## Prompt
Lines from the material below that hold the string "crate" are what is needed; copy each of them.

[[ Task input, beginning ]]

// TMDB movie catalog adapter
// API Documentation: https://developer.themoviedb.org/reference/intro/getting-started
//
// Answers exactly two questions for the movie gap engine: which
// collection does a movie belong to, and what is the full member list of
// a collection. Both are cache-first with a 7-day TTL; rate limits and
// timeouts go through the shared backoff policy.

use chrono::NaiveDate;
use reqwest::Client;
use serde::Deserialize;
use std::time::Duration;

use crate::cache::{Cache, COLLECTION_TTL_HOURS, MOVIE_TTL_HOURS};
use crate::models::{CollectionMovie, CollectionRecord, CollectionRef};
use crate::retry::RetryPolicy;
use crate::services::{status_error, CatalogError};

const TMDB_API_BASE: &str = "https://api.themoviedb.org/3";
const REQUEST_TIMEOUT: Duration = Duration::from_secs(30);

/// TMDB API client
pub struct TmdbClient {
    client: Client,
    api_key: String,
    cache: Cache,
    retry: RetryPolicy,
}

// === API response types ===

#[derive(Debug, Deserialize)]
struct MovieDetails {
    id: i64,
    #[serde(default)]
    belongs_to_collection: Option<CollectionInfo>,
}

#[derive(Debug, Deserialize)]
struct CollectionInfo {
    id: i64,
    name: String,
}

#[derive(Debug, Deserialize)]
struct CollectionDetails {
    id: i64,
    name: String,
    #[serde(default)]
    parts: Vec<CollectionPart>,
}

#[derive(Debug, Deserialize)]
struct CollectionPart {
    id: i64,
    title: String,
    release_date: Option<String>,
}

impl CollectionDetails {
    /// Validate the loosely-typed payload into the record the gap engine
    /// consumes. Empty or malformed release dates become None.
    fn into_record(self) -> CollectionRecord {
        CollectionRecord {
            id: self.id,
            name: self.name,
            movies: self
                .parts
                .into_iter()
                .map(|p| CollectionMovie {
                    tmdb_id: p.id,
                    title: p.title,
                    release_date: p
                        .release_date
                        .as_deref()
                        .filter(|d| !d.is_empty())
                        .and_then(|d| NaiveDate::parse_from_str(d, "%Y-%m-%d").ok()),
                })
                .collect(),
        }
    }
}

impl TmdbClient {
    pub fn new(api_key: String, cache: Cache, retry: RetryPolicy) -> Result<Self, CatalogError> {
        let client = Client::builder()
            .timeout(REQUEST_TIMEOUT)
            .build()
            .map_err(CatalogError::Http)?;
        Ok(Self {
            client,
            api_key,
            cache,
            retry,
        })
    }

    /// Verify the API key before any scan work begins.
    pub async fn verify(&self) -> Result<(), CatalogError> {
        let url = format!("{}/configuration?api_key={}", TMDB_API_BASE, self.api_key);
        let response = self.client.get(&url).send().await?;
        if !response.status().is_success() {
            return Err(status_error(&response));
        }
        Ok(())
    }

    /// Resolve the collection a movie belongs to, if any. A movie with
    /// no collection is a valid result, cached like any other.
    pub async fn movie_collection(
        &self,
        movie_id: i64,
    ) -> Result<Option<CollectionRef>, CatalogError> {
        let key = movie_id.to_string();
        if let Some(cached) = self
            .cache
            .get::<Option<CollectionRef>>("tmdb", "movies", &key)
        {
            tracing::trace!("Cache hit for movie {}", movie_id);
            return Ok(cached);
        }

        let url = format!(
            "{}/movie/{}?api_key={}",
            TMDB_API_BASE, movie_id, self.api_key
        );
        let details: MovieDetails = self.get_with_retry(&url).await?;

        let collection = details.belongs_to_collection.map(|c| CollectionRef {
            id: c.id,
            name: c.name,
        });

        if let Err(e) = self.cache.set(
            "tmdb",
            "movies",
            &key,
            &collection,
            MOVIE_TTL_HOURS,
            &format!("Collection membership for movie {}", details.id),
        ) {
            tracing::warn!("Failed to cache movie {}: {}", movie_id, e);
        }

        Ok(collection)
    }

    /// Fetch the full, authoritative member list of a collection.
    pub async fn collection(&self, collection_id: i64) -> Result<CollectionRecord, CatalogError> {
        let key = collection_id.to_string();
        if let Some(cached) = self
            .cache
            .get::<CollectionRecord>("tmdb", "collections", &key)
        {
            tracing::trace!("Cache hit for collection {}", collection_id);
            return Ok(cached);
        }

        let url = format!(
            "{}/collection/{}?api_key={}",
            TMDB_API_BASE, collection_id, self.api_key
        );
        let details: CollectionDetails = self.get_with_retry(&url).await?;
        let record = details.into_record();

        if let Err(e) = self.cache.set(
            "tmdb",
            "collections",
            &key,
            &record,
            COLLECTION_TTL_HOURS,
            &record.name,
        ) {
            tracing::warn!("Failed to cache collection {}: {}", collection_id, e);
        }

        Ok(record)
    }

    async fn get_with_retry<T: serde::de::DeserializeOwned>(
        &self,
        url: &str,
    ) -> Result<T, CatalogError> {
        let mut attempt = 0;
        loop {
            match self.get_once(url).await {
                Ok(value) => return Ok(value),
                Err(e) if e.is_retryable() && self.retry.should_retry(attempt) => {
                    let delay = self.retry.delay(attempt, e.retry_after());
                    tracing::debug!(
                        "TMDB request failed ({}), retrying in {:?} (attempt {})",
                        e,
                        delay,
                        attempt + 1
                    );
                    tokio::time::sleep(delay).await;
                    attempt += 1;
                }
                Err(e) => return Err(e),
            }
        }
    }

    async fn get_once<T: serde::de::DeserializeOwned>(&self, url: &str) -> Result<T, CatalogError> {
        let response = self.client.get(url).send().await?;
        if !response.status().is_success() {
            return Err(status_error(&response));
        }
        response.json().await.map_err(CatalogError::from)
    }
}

[[ Task input, end ]]
[[ Task input, beginning ]]

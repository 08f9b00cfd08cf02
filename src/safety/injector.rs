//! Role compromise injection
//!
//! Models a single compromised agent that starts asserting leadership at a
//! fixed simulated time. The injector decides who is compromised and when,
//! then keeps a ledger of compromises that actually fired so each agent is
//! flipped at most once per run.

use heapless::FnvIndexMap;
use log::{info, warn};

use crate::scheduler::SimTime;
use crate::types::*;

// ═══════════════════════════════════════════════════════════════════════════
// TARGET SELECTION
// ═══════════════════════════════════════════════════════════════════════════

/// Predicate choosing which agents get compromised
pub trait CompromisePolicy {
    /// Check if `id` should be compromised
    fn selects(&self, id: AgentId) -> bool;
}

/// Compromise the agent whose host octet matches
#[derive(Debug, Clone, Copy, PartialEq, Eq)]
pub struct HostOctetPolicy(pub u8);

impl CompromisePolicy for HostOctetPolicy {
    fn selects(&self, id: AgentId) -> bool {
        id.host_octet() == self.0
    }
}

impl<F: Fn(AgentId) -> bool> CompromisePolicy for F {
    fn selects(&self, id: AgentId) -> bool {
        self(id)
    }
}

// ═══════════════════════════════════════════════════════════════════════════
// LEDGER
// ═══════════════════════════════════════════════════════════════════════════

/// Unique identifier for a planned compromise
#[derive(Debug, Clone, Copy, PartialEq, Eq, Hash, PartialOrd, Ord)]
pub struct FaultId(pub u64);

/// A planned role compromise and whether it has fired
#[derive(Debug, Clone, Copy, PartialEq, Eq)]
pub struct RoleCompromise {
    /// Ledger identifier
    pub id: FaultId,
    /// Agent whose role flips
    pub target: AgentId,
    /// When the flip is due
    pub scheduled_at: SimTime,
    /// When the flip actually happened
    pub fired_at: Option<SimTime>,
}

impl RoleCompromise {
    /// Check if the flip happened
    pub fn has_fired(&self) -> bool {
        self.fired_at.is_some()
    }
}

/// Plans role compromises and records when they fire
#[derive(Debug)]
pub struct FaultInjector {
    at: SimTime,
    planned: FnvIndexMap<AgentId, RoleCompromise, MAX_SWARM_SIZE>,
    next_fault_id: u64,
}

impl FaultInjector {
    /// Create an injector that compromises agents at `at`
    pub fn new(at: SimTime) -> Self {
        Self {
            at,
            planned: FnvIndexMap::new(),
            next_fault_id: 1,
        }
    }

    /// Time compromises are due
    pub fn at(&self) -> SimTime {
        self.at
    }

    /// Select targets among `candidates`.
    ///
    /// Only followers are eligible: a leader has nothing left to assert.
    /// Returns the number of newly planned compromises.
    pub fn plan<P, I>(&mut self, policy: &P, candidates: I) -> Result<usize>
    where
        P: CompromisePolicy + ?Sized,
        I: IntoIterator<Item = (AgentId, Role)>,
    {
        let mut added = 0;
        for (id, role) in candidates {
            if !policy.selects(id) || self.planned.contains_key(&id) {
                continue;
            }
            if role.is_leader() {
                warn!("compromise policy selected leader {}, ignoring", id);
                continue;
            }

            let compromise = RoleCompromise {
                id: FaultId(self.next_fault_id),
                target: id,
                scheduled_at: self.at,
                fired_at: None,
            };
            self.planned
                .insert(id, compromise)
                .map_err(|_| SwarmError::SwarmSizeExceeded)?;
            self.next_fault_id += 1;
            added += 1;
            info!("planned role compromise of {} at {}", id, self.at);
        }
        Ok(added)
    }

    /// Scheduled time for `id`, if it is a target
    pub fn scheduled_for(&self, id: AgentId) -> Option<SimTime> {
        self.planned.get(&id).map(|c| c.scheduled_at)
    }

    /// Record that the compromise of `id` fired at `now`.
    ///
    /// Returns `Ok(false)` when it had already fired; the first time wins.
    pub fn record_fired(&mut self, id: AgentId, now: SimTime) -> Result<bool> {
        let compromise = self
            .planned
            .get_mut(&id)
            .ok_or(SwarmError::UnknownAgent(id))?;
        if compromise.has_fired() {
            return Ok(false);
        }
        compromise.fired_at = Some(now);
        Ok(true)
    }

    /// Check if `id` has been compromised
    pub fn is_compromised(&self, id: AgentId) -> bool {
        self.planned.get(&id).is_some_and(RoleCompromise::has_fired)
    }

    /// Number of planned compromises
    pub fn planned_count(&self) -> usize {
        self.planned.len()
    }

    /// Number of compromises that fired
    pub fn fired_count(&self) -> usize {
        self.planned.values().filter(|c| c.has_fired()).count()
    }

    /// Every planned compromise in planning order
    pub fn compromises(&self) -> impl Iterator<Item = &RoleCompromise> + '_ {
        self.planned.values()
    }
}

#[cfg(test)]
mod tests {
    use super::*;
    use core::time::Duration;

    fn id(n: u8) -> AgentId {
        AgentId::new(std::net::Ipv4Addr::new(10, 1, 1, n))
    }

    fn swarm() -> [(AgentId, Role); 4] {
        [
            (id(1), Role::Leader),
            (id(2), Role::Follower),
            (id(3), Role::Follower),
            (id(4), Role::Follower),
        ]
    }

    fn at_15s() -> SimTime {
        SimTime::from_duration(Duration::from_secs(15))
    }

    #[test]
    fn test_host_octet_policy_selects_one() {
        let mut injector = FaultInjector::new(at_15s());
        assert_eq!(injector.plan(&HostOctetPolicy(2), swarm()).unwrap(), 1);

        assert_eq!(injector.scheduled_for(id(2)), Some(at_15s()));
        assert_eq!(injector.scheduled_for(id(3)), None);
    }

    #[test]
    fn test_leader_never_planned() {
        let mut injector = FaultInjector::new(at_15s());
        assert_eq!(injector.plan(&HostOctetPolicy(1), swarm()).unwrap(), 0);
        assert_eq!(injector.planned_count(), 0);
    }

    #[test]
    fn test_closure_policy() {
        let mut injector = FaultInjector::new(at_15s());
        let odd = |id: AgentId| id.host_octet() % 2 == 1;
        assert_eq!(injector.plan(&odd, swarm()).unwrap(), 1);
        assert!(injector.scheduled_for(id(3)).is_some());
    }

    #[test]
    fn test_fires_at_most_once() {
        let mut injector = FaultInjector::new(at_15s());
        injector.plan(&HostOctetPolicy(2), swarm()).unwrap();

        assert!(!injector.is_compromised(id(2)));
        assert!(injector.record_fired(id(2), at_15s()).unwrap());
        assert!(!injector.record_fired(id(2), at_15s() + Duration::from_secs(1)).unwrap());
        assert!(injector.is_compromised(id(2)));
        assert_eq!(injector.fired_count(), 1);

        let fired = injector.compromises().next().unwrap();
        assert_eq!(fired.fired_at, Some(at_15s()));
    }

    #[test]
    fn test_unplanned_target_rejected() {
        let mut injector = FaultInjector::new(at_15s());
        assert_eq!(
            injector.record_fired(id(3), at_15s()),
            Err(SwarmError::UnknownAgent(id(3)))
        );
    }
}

[[ Task input, end ]]

## Solution for this task
use crate::cache::{Cache, COLLECTION_TTL_HOURS, MOVIE_TTL_HOURS};
use crate::models::{CollectionMovie, CollectionRecord, CollectionRef};
use crate::retry::RetryPolicy;
use crate::services::{status_error, CatalogError};
use crate::scheduler::SimTime;
use crate::types::*;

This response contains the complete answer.